Bananenschale 28.02.2018
5. nicht so ernst nehmen
Zitat von harald441irdische Politikbeschlüsse, wann der Frühling anzufangen habe, sondern alleine die Natur, die die Umlaufbahn der Erde um die Sonne festgelegt hat, und somit auch die vier Jahreszeiten - bis in alle Ewigkeit. Der astronomische Frühlingsbeginn ist also infolgedessen der 20. März. Aber ich weiß, man hat den getürkten Winteranfang auf den 1. Dezember gelegt, damit man im weiteren Verlauf diesen metereologischen Winter(unsinn) als zu warm darstellen kann, während dadurch der metereologische Frühling am 1. März beginnend zu kalt gerechnet werden würde; was man aber unter den Tisch fallen läßt, da sich daraus keine alarmistische Klimameldung basteln läßt.

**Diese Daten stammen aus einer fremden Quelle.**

//! Portfolio-level risk and valuation.
//!
//! Value-at-risk and volatility are computed over the pooled daily returns
//! of every holding. Returns are concatenated, not weighted by position
//! size.

use std::collections::HashMap;

use serde::Serialize;

use crate::domain::config::RiskConfig;
use crate::domain::error::TradelensError;
use crate::domain::ohlcv::TimeSeries;
use crate::domain::stats::{mean, percentile, sample_std};

/// Daily-return history of one holding.
#[derive(Debug, Clone, PartialEq, Serialize)]
pub struct HoldingReturns {
    pub symbol: String,
    pub returns: Vec<f64>,
}

impl HoldingReturns {
    pub fn from_series(series: &TimeSeries) -> Self {
        HoldingReturns {
            symbol: series.symbol().to_string(),
            returns: series.daily_returns(),
        }
    }
}

#[derive(Debug, Clone, PartialEq, Serialize)]
pub struct RiskMetrics {
    /// Lower-tail percentile of pooled daily returns (a fraction, usually
    /// negative).
    pub value_at_risk_5pct: f64,
    pub annualized_volatility: f64,
    pub sample_size: usize,
}

#[derive(Debug, Clone, PartialEq, Serialize)]
pub struct RiskReport {
    pub symbols: Vec<String>,
    pub metrics: RiskMetrics,
    pub snapshot: Option<PortfolioSnapshot>,
}

#[derive(Debug, Clone, PartialEq)]
pub struct PortfolioRiskAssessor {
    var_percentile: f64,
    annualization_factor: f64,
}

impl Default for PortfolioRiskAssessor {
    fn default() -> Self {
        Self::new(&RiskConfig::default())
    }
}

impl PortfolioRiskAssessor {
    pub fn new(config: &RiskConfig) -> Self {
        PortfolioRiskAssessor {
            var_percentile: config.var_percentile,
            annualization_factor: config.annualization_factor,
        }
    }

    pub fn assess(&self, holdings: &[HoldingReturns]) -> Result<RiskMetrics, TradelensError> {
        let pooled: Vec<f64> = holdings
            .iter()
            .flat_map(|h| h.returns.iter().copied())
            .collect();

        let value_at_risk_5pct = percentile(&pooled, self.var_percentile)
            .ok_or(TradelensError::InsufficientData { have: 0, need: 1 })?;

        Ok(RiskMetrics {
            value_at_risk_5pct,
            annualized_volatility: sample_std(&pooled) * self.annualization_factor.sqrt(),
            sample_size: pooled.len(),
        })
    }
}

#[derive(Debug, Clone, PartialEq, Serialize)]
pub struct Holding {
    pub symbol: String,
    pub shares: f64,
    pub avg_price: f64,
}

#[derive(Debug, Clone, PartialEq, Serialize)]
pub struct PortfolioSnapshot {
    pub total_value: f64,
    /// Unweighted mean of per-holding returns, as a fraction.
    pub average_return: f64,
    pub holdings: usize,
}

/// Values holdings at their latest prices. Every holding must be priced.
pub fn portfolio_snapshot(
    holdings: &[Holding],
    latest_prices: &HashMap<String, f64>,
) -> Result<PortfolioSnapshot, TradelensError> {
    let mut total_value = 0.0;
    let mut returns = Vec::with_capacity(holdings.len());

    for holding in holdings {
        if !(holding.avg_price > 0.0) {
            return Err(TradelensError::invalid(format!(
                "average price for {} must be positive",
                holding.symbol
            )));
        }
        let price = latest_prices
            .get(&holding.symbol)
            .copied()
            .ok_or_else(|| TradelensError::data(format!("no price for {}", holding.symbol)))?;
        total_value += holding.shares * price;
        returns.push((price - holding.avg_price) / holding.avg_price);
    }

    Ok(PortfolioSnapshot {
        total_value,
        average_return: mean(&returns),
        holdings: holdings.len(),
    })
}
//! Crossover and threshold signal generation.
//!
//! A crossover rule tracks the relative position of two lines. The state
//! only moves on a strict inequality: an exact tie, or a bar where either
//! line is still warming up, leaves the previous state in place.
//! Threshold rules (RSI) are level checks and fire on every qualifying bar.

use chrono::NaiveDate;
use serde::Serialize;
use std::fmt;
use tracing::debug;

use crate::domain::config::AnalysisConfig;
use crate::domain::error::TradelensError;
use crate::domain::indicator::relative_strength_index;
use crate::domain::ohlcv::TimeSeries;
use crate::domain::strategy::Line;

#[derive(Debug, Clone, Copy, PartialEq, Eq, Hash, Serialize)]
#[serde(rename_all = "lowercase")]
pub enum SignalKind {
    Buy,
    Sell,
}

impl fmt::Display for SignalKind {
    fn fmt(&self, f: &mut fmt::Formatter<'_>) -> fmt::Result {
        match self {
            SignalKind::Buy => write!(f, "BUY"),
            SignalKind::Sell => write!(f, "SELL"),
        }
    }
}

#[derive(Debug, Clone, PartialEq, Serialize)]
pub struct Signal {
    pub date: NaiveDate,
    pub kind: SignalKind,
    pub price: f64,
    pub reason: String,
}

/// Position of line A relative to line B at the previous step.
#[derive(Debug, Clone, Copy, PartialEq, Eq, Hash, Serialize)]
pub enum CrossState {
    Above,
    Below,
    Unknown,
}

/// Maps a state transition to an optional signal.
pub type CrossoverRule = fn(CrossState, CrossState) -> Option<SignalKind>;

/// Below/Unknown → Above is a Buy, Above/Unknown → Below is a Sell.
pub fn crossover_transition(previous: CrossState, current: CrossState) -> Option<SignalKind> {
    match (previous, current) {
        (CrossState::Above, CrossState::Above) | (CrossState::Below, CrossState::Below) => None,
        (_, CrossState::Above) => Some(SignalKind::Buy),
        (_, CrossState::Below) => Some(SignalKind::Sell),
        (_, CrossState::Unknown) => None,
    }
}

#[derive(Debug, Clone, Copy)]
pub struct CrossoverDetector {
    state: CrossState,
    rule: CrossoverRule,
}

impl Default for CrossoverDetector {
    fn default() -> Self {
        Self::new(crossover_transition)
    }
}

impl CrossoverDetector {
    pub fn new(rule: CrossoverRule) -> Self {
        Self {
            state: CrossState::Unknown,
            rule,
        }
    }

    pub fn state(&self) -> CrossState {
        self.state
    }

    pub fn update(&mut self, a: Option<f64>, b: Option<f64>) -> Option<SignalKind> {
        let (Some(a), Some(b)) = (a, b) else {
            return None;
        };
        let current = if a > b {
            CrossState::Above
        } else if a < b {
            CrossState::Below
        } else {
            self.state
        };
        let signal = (self.rule)(self.state, current);
        self.state = current;
        signal
    }
}

#[derive(Debug, Clone, PartialEq)]
pub enum SignalRule {
    Crossover {
        fast: Line,
        slow: Line,
        bullish: String,
        bearish: String,
    },
    RsiThreshold {
        period: usize,
        oversold: f64,
        overbought: f64,
    },
}

impl SignalRule {
    pub fn price_crosses_ma(window: usize) -> Self {
        SignalRule::Crossover {
            fast: Line::Close,
            slow: Line::sma(window),
            bullish: format!("price-crosses-above-MA{window}"),
            bearish: format!("price-crosses-below-MA{window}"),
        }
    }

    pub fn golden_cross(fast: usize, slow: usize) -> Self {
        SignalRule::Crossover {
            fast: Line::sma(fast),
            slow: Line::sma(slow),
            bullish: "golden-cross".into(),
            bearish: "death-cross".into(),
        }
    }

    pub fn macd_crossover(fast: usize, slow: usize, signal: usize) -> Self {
        SignalRule::Crossover {
            fast: Line::macd_line(fast, slow, signal),
            slow: Line::macd_signal(fast, slow, signal),
            bullish: "MACD-bullish-crossover".into(),
            bearish: "MACD-bearish-crossover".into(),
        }
    }

    pub fn rsi_threshold(period: usize, oversold: f64, overbought: f64) -> Self {
        SignalRule::RsiThreshold {
            period,
            oversold,
            overbought,
        }
    }

    /// Bars needed before every line of the rule is computable.
    pub fn window(&self) -> usize {
        match self {
            SignalRule::Crossover { fast, slow, .. } => fast.window().max(slow.window()),
            SignalRule::RsiThreshold { period, .. } => *period,
        }
    }
}

/// Precomputed per-rule inputs plus crossover state.
enum Prepared<'a> {
    Crossover {
        a: Vec<Option<f64>>,
        b: Vec<Option<f64>>,
        detector: CrossoverDetector,
        bullish: &'a str,
        bearish: &'a str,
    },
    Threshold {
        rsi: Vec<Option<f64>>,
        oversold: f64,
        overbought: f64,
    },
}

/// Runs a fixed list of rules over a series. Signals for the same bar are
/// emitted in rule-registration order.
#[derive(Debug, Clone, Default)]
pub struct SignalGenerator {
    rules: Vec<SignalRule>,
}

impl SignalGenerator {
    pub fn new() -> Self {
        Self::default()
    }

    pub fn with_rule(mut self, rule: SignalRule) -> Self {
        self.rules.push(rule);
        self
    }

    /// Price×MA, golden/death cross, MACD crossover, RSI thresholds.
    pub fn from_config(config: &AnalysisConfig) -> Self {
        Self::new()
            .with_rule(SignalRule::price_crosses_ma(config.sma_window))
            .with_rule(SignalRule::golden_cross(config.ma_short, config.ma_long))
            .with_rule(SignalRule::macd_crossover(
                config.macd_fast,
                config.macd_slow,
                config.macd_signal,
            ))
            .with_rule(SignalRule::rsi_threshold(
                config.rsi_period,
                config.rsi_oversold,
                config.rsi_overbought,
            ))
    }

    pub fn generate(&self, series: &TimeSeries) -> Result<Vec<Signal>, TradelensError> {
        let closes = series.closes();
        let mut prepared = self
            .rules
            .iter()
            .map(|rule| prepare(rule, series, &closes))
            .collect::<Result<Vec<_>, _>>()?;

        let mut signals = Vec::new();
        for (i, bar) in series.bars().iter().enumerate() {
            for rule in prepared.iter_mut() {
                let emitted = match rule {
                    Prepared::Crossover {
                        a,
                        b,
                        detector,
                        bullish,
                        bearish,
                    } => detector.update(a[i], b[i]).map(|kind| {
                        let reason = match kind {
                            SignalKind::Buy => *bullish,
                            SignalKind::Sell => *bearish,
                        };
                        (kind, reason)
                    }),
                    Prepared::Threshold {
                        rsi,
                        oversold,
                        overbought,
                    } => match rsi[i] {
                        Some(v) if v < *oversold => Some((SignalKind::Buy, "oversold")),
                        Some(v) if v > *overbought => Some((SignalKind::Sell, "overbought")),
                        _ => None,
                    },
                };

                if let Some((kind, reason)) = emitted {
                    debug!(symbol = series.symbol(), date = %bar.date, %kind, reason, "signal");
                    signals.push(Signal {
                        date: bar.date,
                        kind,
                        price: bar.close,
                        reason: reason.to_string(),
                    });
                }
            }
        }
        Ok(signals)
    }
}

fn prepare<'a>(
    rule: &'a SignalRule,
    series: &TimeSeries,
    closes: &[f64],
) -> Result<Prepared<'a>, TradelensError> {
    match rule {
        SignalRule::Crossover {
            fast,
            slow,
            bullish,
            bearish,
        } => Ok(Prepared::Crossover {
            a: fast.compute(series)?,
            b: slow.compute(series)?,
            detector: CrossoverDetector::default(),
            bullish: bullish.as_str(),
            bearish: bearish.as_str(),
        }),
        SignalRule::RsiThreshold {
            period,
            oversold,
            overbought,
        } => Ok(Prepared::Threshold {
            rsi: relative_strength_index(closes, *period)?,
            oversold: *oversold,
            overbought: *overbought,
        }),
    }
}
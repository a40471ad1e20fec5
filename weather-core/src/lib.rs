//! Core library for the weather app.
//!
//! This crate defines:
//! - Configuration & credentials handling
//! - The WeatherAPI.com client (one bounded GET, errors mapped to messages)
//! - Report shaping with field-by-field defaults
//!
//! It is used by `weather-cli` and `weather-web`, but can also be reused by
//! other binaries or services.

pub mod config;
pub mod fetch;
pub mod format;
pub mod model;

pub use config::Config;
pub use fetch::{FetchError, WeatherApiClient, WeatherSource};
pub use format::format_current;
pub use model::{AirQualityReport, CurrentReport, ErrorReply, WeatherOutput};

/// Fetch current conditions for `location` and shape them for display.
///
/// Both front ends go through this: one fetch, one formatting pass, and any
/// failure comes back as an [`ErrorReply`] rather than an `Err`.
pub async fn current_weather(
    source: &dyn WeatherSource,
    location: &str,
    include_air_quality: bool,
) -> WeatherOutput {
    format_current(source.current(location, include_air_quality).await)
}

Merke: Wenn die Wirklichkeit nicht das hergibt, was die Ideologen sich wünschen, dann dreht man eben an der Zeitskala und belügt dadurch die Menschen.
Es ist normal, daß die meteorolgischen Jahrzeiten den astronomischen eher nacheilen. Ebenso normal ist, daß es bis in den März hinein bitter kalt sein kann. Hinzu kommt, daß in einigen Regionen gerade um die Weihnachtszeit herum eine milde Witterung typisch ist, obwohl der November schon winterlich gewesen sein kann. Der meteorologischen Winteranfang ist mit dem 01.12. deutlich zu früh angesetzt. Ernst nehmen muß man das nicht. Man vergleicht natürlich Zeiträume und nicht nominelle Jahrzeiten. In Bezug auf die Klimafrage schließen Sie also fehl. I.Ü. kann es auf grund des Klimawandels sehr wohl sein, daß in Europa Wintermonate für eine Zeit strenger ausfallen als üblich. Das hängt mit der polaren Zikulation zusammen. Gesicherte Tatsache ist, daß gerade in der Nordpolar-Region die Temperaturen im langjährigen Mittel drastisch gestiegen sind.